Según el joven, una de las cosas que le cambiaron la vida fue convertirse en una persona más afectuosa, “poder abrazar, dar un beso sin medirme. Por ese tiempo, en mi casa el ambiente no era el mejor, y eso generaba que me costara mucho demostrar lo que sentía. No le daba sentido al amor, no entendía qué era porque no veía otra cosa”.

Un ejemplo de superación

Motivado por el afán de devolver de alguna manera la contención y ayuda que le proporcionaron su paso por el Hospital, Silvio decidió estudiar Medicina. Hoy se encuentra cursando las últimas materias. Desde hace ya un tiempo se le presentó la oportunidad de comenzar a cumplir con la que tal vez sea su misión personal, realizando prácticas en el mismo Hospital de Niños, y también en el Misericordia.

“Me encantaba cómo me trataban ahí. Yo quería devolver de alguna manera las cosas que aprendí de ellos, y también hacer algo por las personas, ser útil. El paciente te da cosas que no te las puede dar nadie más, eso no tiene precio. No busco otro tipo de retribución que no sea el cariño de la gente”.

Dueño de una sonrisa única y unos ojos que trasmiten luz, cuenta que su propósito es potenciar todo lo positivo que la Psicología y la Medicina tienen para ofrecer cuando actúan conjuntamente, como respuesta a la enfermedad.

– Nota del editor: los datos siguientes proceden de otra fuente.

//! # MarketPulse Core
//!
//! Market data pipeline behind the MarketPulse energy trading dashboard.
//!
//! ## Overview
//!
//! This crate provides:
//!
//! - **Domain model** for instruments, time ranges and observations
//! - **Series generator** with an injectable random source
//! - **Validator** checking series before they are trusted
//! - **TTL cache** with per-key fill locks
//! - **Retrying fetcher** with non-decreasing backoff
//! - **Streaming providers**, simulated or real-time with reconnects
//! - **Market data service** composing all of the above
//!
//! ## Modules
//!
//! | Module | Description |
//! |--------|-------------|
//! | [`cache`] | TTL cache keyed by instrument and time range |
//! | [`config`] | Environment-driven configuration |
//! | [`data_source`] | Historical series source trait |
//! | [`domain`] | Instruments, time ranges, observations, profiles |
//! | [`error`] | Error taxonomy |
//! | [`generator`] | Synthetic series generator |
//! | [`retry`] | Retry policy and fetcher |
//! | [`service`] | Market data service |
//! | [`stream`] | Streaming update providers |
//! | [`validator`] | Series validation |
//!
//! ## Quick Start
//!
//! ```rust,no_run
//! use marketpulse_core::{tick_callback, MarketDataConfig, MarketDataService};
//!
//! #[tokio::main]
//! async fn main() -> Result<(), marketpulse_core::MarketDataError> {
//!     let service = MarketDataService::new(MarketDataConfig::from_env()?)?;
//!
//!     let response = service.get_series("crude-oil", "1D").await;
//!     println!("{}", serde_json::to_string(&response).unwrap_or_default());
//!
//!     let subscription = service.subscribe("crude-oil", tick_callback(|tick| {
//!         println!("{} {:.2}", tick.timestamp, tick.value);
//!     }))?;
//!     tokio::time::sleep(std::time::Duration::from_secs(12)).await;
//!     service.unsubscribe(&subscription);
//!     service.disconnect();
//!     Ok(())
//! }
//! ```
//!
//! ## Architecture
//!
//! ```text
//! ┌──────────────────────┐
//! │  Market Data Service │──────────────┐
//! └──────────┬───────────┘              │
//!            │                          ▼
//!            ▼                 ┌──────────────────┐
//! ┌──────────────────────┐     │ Provider Factory │
//! │  TTL Cache           │     └────────┬─────────┘
//! └──────────┬───────────┘              │
//!            │ miss                     ▼
//!            ▼                 ┌──────────────────┐
//! ┌──────────────────────┐     │ Simulated /      │
//! │  Retrying Fetcher    │     │ Realtime Provider│
//! └──────────┬───────────┘     └──────────────────┘
//!            │
//!            ▼
//! ┌──────────────────────┐
//! │ Source + Validator   │
//! └──────────────────────┘
//! ```

pub mod cache;
pub mod config;
pub mod data_source;
pub mod domain;
pub mod error;
pub mod generator;
pub mod retry;
pub mod service;
pub mod stream;
pub mod validator;

// Caching
pub use cache::{CacheEntry, CacheKey, CacheMode, SeriesCache, DEFAULT_CACHE_TTL};

// Configuration
pub use config::{MarketDataConfig, StreamConfig};

// Data source trait
pub use data_source::{SeriesFuture, SeriesSource};

// Domain models
pub use domain::{
    Instrument, InstrumentParameters, MarketObservation, MarketProfile, TimeRange, TimeWindowSpec,
    UtcDateTime,
};

// Error types
pub use error::MarketDataError;

// Generation and validation
pub use generator::{RandomSource, SequenceRandom, SeriesGenerator};
pub use validator::validate;

// Retry logic
pub use retry::{fetch_with_retry, Backoff, RetryConfig};

// Service
pub use service::{LiveSeries, MarketDataService, MarketDataServiceBuilder, SeriesResponse};

// Streaming
pub use stream::{
    tick_callback, CloseReason, ConnectionState, ProviderFactory, RealtimeProvider,
    RealtimeSettings, SimulatedProvider, StreamMode, StreamProvider, Subscription, TickCallback,
};
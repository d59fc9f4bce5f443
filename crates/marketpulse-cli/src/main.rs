mod cli;
mod commands;
mod error;
mod output;

use clap::Parser;
use std::process::ExitCode;
use tracing_subscriber::EnvFilter;

use crate::cli::Cli;
use crate::error::CliError;

#[tokio::main]
async fn main() -> ExitCode {
    init_tracing();

    match run().await {
        Ok(code) => code,
        Err(error) => {
            eprintln!("error: {error}");
            ExitCode::from(error.exit_code())
        }
    }
}

fn init_tracing() {
    let filter = EnvFilter::try_from_default_env().unwrap_or_else(|_| EnvFilter::new("warn"));
    tracing_subscriber::fmt()
        .with_env_filter(filter)
        .with_writer(std::io::stderr)
        .init();
}

async fn run() -> Result<ExitCode, CliError> {
    let cli = Cli::parse();
    commands::run(&cli).await
}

“Busco que el médico deje de sentirse una persona omnipotente, y creer que todo se revierte con fármacos. Del lado del psicólogo, busco dejar de considerar que todo está en la cabeza. Quiero encontrar ese punto medio, hacerlo más fácil para las personas”, dice.

Una de los aprendizajes que más destaca es el de la relación con el paciente. “Creo que el haber pasado por esa situación me permite comprender más a los enfermos: por qué lloran, por qué están enojados, por qué tienen miedo”, explica.

“Siempre, ante todo, privilegio el respeto, porque el paciente viene mal, molesto. Uno tiene que darse cuenta que mientras más lo agredimos y no somos gentiles, menos confía en nosotros. Hay mucha gente que necesita hablar y soltarse, por algo llegan a esa situación”.

“Si volviera a nacer, elegiría pasar exactamente por lo mismo. Hay gente que se conecta con lo espiritual para encontrar el sentido de su paso por la tierra. Yo encontré el mío dentro de una habitación, aislado, escuchándome, poniendo atención a lo que me pasaba interiormente, lo que sentía y lo que me dolía”.

Y esta es la historia de Silvio, el joven santiagueño de 23 años que revirtió la enfermedad en esperanza. Con su ejemplo, parece demostrarnos que una situación de dolor, si es encauzada de manera sabia, proporciona una fuerza arrolladora y cambia completamente nuestra concepción del estar en el mundo, para aprovechar cada día y aprender a ser felices con todo lo que la vida nos presenta.